Re: Mercurial's only true "plugin" extension: inotify... and can it be done in Git?

[Date Prev][Date Next][Thread Prev][Thread Next][Date Index][Thread Index]

 



Geert Bosch <bosch@xxxxxxxxxxx> wrote:
> On Mar 9, 2008, at 09:59, Jakub Narebski wrote:
> 
> >This extension[3][4] optimises "hg status" command by asking file
> >notification daemon about changed files instead of doing stat.

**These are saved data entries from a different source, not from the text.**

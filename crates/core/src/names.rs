//! Function name namespace
//!
//! A single interner for function names shared by the front end (which
//! produces the syntax tree) and the evaluator (which indexes its function
//! table by [`Name`]). The namespace is created once, filled while the tree
//! is built, and then moved into the loaded program, so both phases agree on
//! every handle without a translation step.

use std::collections::HashMap;
use std::fmt;
use std::sync::Arc;

/// Interned function name. Only meaningful together with the [`Namespace`]
/// that produced it.
#[derive(Debug, Clone, Copy, PartialEq, Eq, Hash, PartialOrd, Ord)]
pub struct Name(u32);

impl Name {
    /// Position in the owning namespace; also the function-table slot.
    pub fn index(self) -> usize {
        self.0 as usize
    }
}

#[derive(Debug, Clone, Default)]
pub struct Namespace {
    names: Vec<Arc<str>>,
    lookup: HashMap<Arc<str>, Name>,
}

impl Namespace {
    pub fn new() -> Self {
        Namespace::default()
    }

    /// Return the handle for `text`, allocating one on first use.
    ///
    /// # Panics
    /// When more than `u32::MAX` distinct names have been interned.
    pub fn intern(&mut self, text: &str) -> Name {
        if let Some(&name) = self.lookup.get(text) {
            return name;
        }
        let index =
            u32::try_from(self.names.len()).expect("namespace is limited to u32::MAX names");
        let name = Name(index);
        let text: Arc<str> = Arc::from(text);
        self.names.push(text.clone());
        self.lookup.insert(text, name);
        name
    }

    /// Look up an existing handle without allocating.
    pub fn get(&self, text: &str) -> Option<Name> {
        self.lookup.get(text).copied()
    }

    /// Text of a handle allocated by this namespace.
    ///
    /// # Panics
    /// When `name` came from a different namespace; use
    /// [`Namespace::try_resolve`] for handles of unknown origin.
    pub fn resolve(&self, name: Name) -> &str {
        &self.names[name.index()]
    }

    /// Text of `name`, or `None` if this namespace never allocated it.
    pub fn try_resolve(&self, name: Name) -> Option<&str> {
        self.names.get(name.index()).map(|text| text.as_ref())
    }

    /// Number of interned names.
    pub fn len(&self) -> usize {
        self.names.len()
    }

    pub fn is_empty(&self) -> bool {
        self.names.is_empty()
    }

    /// Iterate over every interned name in allocation order.
    pub fn iter(&self) -> impl Iterator<Item = (Name, &str)> {
        // intern caps the length at u32::MAX, so every index fits
        self.names
            .iter()
            .enumerate()
            .map(|(i, text)| (Name(i as u32), text.as_ref()))
    }

    /// Pair a handle with this namespace for display.
    ///
    /// A handle this namespace did not allocate is shown as `#<index>`.
    pub fn display(&self, name: Name) -> DisplayName<'_> {
        DisplayName {
            namespace: self,
            name,
        }
    }
}

pub struct DisplayName<'a> {
    namespace: &'a Namespace,
    name: Name,
}

impl fmt::Display for DisplayName<'_> {
    fn fmt(&self, f: &mut fmt::Formatter<'_>) -> fmt::Result {
        match self.namespace.try_resolve(self.name) {
            Some(text) => f.write_str(text),
            None => write!(f, "#{}", self.name.index()),
        }
    }
}
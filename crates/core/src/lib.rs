//! Refal Core: the term model and pattern matcher
//!
//! This crate provides the language-level data shared by every part of a
//! Refal runtime:
//!
//! - `symbol`: leaf values (characters, compound strings, numbers, identifiers)
//! - `term`: passive expressions, the only runtime value type
//! - `names`: the function-name namespace shared by front end and evaluator
//! - `pattern`: sentence patterns and pattern variables
//! - `bindings`: variable environments produced by matching
//! - `matcher`: the backtracking matcher
//!
//! # Example
//!
//! ```
//! use refal_core::{Pattern, Term, Variable, Binding, match_pattern};
//!
//! let pattern = Pattern::new().e("1").chr('+').e("2");
//! let bindings = match_pattern(&pattern, &Term::from_chars("a+b+c")).unwrap();
//!
//! assert_eq!(
//!     bindings.get(&Variable::e("1")),
//!     Some(&Binding::Expression(Term::from_chars("a")))
//! );
//! ```

pub mod bindings;
pub mod matcher;
pub mod names;
pub mod pattern;
pub mod symbol;
pub mod term;

pub use bindings::{Binding, Bindings};
pub use matcher::{match_pattern, match_with};
pub use names::{Name, Namespace};
pub use pattern::{Pattern, PatternElement, VarKind, Variable};
pub use symbol::Symbol;
pub use term::{Element, Part, Term};
//! Runtime configuration
//!
//! Configuration can be built in code, read from TOML, or taken from the
//! environment.
//!
//! ## TOML
//!
//! ```toml
//! entry_point = "Go"
//! max_depth = 10000
//! stack_size = 67108864
//! ```
//!
//! Missing keys take their defaults; unknown keys are rejected.
//!
//! ## Environment Variables
//!
//! | Variable | Default | Description |
//! |----------|---------|-------------|
//! | `REFAL_ENTRY` | `Go` | Name of the entry-point function |
//! | `REFAL_MAX_DEPTH` | `10000` | Maximum nesting of function calls |
//! | `REFAL_STACK_SIZE` | `67108864` | Stack size of the evaluation thread, in bytes |
//!
//! Invalid values (non-numeric, zero) are warned about and ignored.

use crate::error::{Result, RuntimeError};
use serde::Deserialize;
use std::path::Path;
use tracing::warn;

/// Entry point name used by Refal-5 programs
pub const DEFAULT_ENTRY_POINT: &str = "Go";

/// Default call nesting limit
pub const DEFAULT_MAX_DEPTH: usize = 10_000;

/// Default evaluation thread stack: 64MB (0x4000000 bytes)
/// Large enough for DEFAULT_MAX_DEPTH nested calls with room to spare.
pub const DEFAULT_STACK_SIZE: usize = 0x4000000;

#[derive(Debug, Clone, PartialEq, Eq, Deserialize)]
#[serde(default, deny_unknown_fields)]
pub struct RuntimeConfig {
    /// Function invoked once, with an empty term, by `Program::run`
    pub entry_point: String,

    /// Maximum nesting of function calls before `RecursionLimit` is raised
    pub max_depth: usize,

    /// Stack size in bytes of the thread `Program::run` evaluates on
    pub stack_size: usize,
}

impl Default for RuntimeConfig {
    fn default() -> Self {
        RuntimeConfig {
            entry_point: DEFAULT_ENTRY_POINT.to_string(),
            max_depth: DEFAULT_MAX_DEPTH,
            stack_size: DEFAULT_STACK_SIZE,
        }
    }
}

impl RuntimeConfig {
    pub fn new() -> Self {
        RuntimeConfig::default()
    }

    pub fn with_entry_point(mut self, name: impl Into<String>) -> Self {
        self.entry_point = name.into();
        self
    }

    pub fn with_max_depth(mut self, depth: usize) -> Self {
        self.max_depth = depth;
        self
    }

    pub fn with_stack_size(mut self, bytes: usize) -> Self {
        self.stack_size = bytes;
        self
    }

    /// Parse configuration from a TOML string
    pub fn from_toml(toml_str: &str) -> Result<Self> {
        let config: RuntimeConfig = toml::from_str(toml_str)
            .map_err(|e| RuntimeError::Config(format!("Failed to parse runtime config: {}", e)))?;
        config.validate()?;
        Ok(config)
    }

    /// Read and parse a TOML configuration file
    pub fn from_file(path: &Path) -> Result<Self> {
        let text = std::fs::read_to_string(path).map_err(|e| {
            RuntimeError::Config(format!("Failed to read {}: {}", path.display(), e))
        })?;
        Self::from_toml(&text)
    }

    /// Defaults overridden by `REFAL_*` environment variables
    pub fn from_env() -> Self {
        let defaults = RuntimeConfig::default();

        let entry_point = std::env::var("REFAL_ENTRY")
            .ok()
            .filter(|s| !s.trim().is_empty())
            .unwrap_or(defaults.entry_point);

        RuntimeConfig {
            entry_point,
            max_depth: parse_positive(
                "REFAL_MAX_DEPTH",
                std::env::var("REFAL_MAX_DEPTH").ok(),
                defaults.max_depth,
            ),
            stack_size: parse_positive(
                "REFAL_STACK_SIZE",
                std::env::var("REFAL_STACK_SIZE").ok(),
                defaults.stack_size,
            ),
        }
    }

    fn validate(&self) -> Result<()> {
        if self.entry_point.trim().is_empty() {
            return Err(RuntimeError::Config(
                "entry_point cannot be empty".to_string(),
            ));
        }
        if self.max_depth == 0 {
            return Err(RuntimeError::Config("max_depth must be positive".to_string()));
        }
        if self.stack_size == 0 {
            return Err(RuntimeError::Config(
                "stack_size must be positive".to_string(),
            ));
        }
        Ok(())
    }
}

/// Parse a positive integer from an optional string value.
/// Returns `default` if the value is missing, zero, or invalid.
fn parse_positive(var: &str, value: Option<String>, default: usize) -> usize {
    match value {
        Some(val) => match val.trim().parse::<usize>() {
            Ok(0) => {
                warn!("{}=0 is invalid, using default {}", var, default);
                default
            }
            Ok(n) => n,
            Err(_) => {
                warn!(
                    "{}='{}' is not a valid number, using default {}",
                    var, val, default
                );
                default
            }
        },
        None => default,
    }
}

I'm not
> >sure how useful this extension is: inotify is Linux specific, and  
> >Linux
> >has fast stat... nevertheless this is one example where extension
> >(plug-in) framework shows that it can do more than good scriptability.
> 
> FWIW, OS X 10.5 has a similar functionality, called "fsevents",
> as well as a much slower stat.

Windows NT on NTFS has a file monitor system that works somewhat
like an inotify, but different enough that you gotta write totally
different code for it.  It also has a much slower stat.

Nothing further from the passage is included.